The response must consist of all the entries, duplicated without alteration.

◆ **Stored data entries**
···

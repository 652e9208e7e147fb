//! Event surface the UI layer subscribes to.

/// Collaborator whose access the user must be prompted for.
#[derive(Debug, Clone, Copy, PartialEq, Eq)]
pub enum PermissionKind {
    /// Device calendar access.
    Calendar,
    /// Notification delivery access.
    Notifications,
}

/// Events published by the sync orchestrator.
///
/// The orchestrator never reaches into a UI framework; interested layers
/// subscribe through [`super::SyncOrchestrator::subscribe`] and pull the
/// current collection when notified.
#[derive(Debug, Clone, Copy, PartialEq, Eq)]
pub enum TaskEvent {
    /// The canonical task collection changed.
    TasksChanged,
    /// Cloud synchronisation was switched on or off.
    CloudSyncChanged(bool),
    /// A collaborator denied access and a one-time prompt is warranted.
    PermissionRequired(PermissionKind),
}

···

◆ **Result of this exercise**
repository 652e9208e7e147fb
//! Event surface the UI layer subscribes to.

/// Collaborator whose access the user must be prompted for.
#[derive(Debug, Clone, Copy, PartialEq, Eq)]
pub enum PermissionKind {
    /// Device calendar access.
    Calendar,
    /// Notification delivery access.
    Notifications,
}

/// Events published by the sync orchestrator.
///
/// The orchestrator never reaches into a UI framework; interested layers
/// subscribe through [`super::SyncOrchestrator::subscribe`] and pull the
/// current collection when notified.
#[derive(Debug, Clone, Copy, PartialEq, Eq)]
pub enum TaskEvent {
    /// The canonical task collection changed.
    TasksChanged,
    /// Cloud synchronisation was switched on or off.
    CloudSyncChanged(bool),
    /// A collaborator denied access and a one-time prompt is warranted.
    PermissionRequired(PermissionKind),
}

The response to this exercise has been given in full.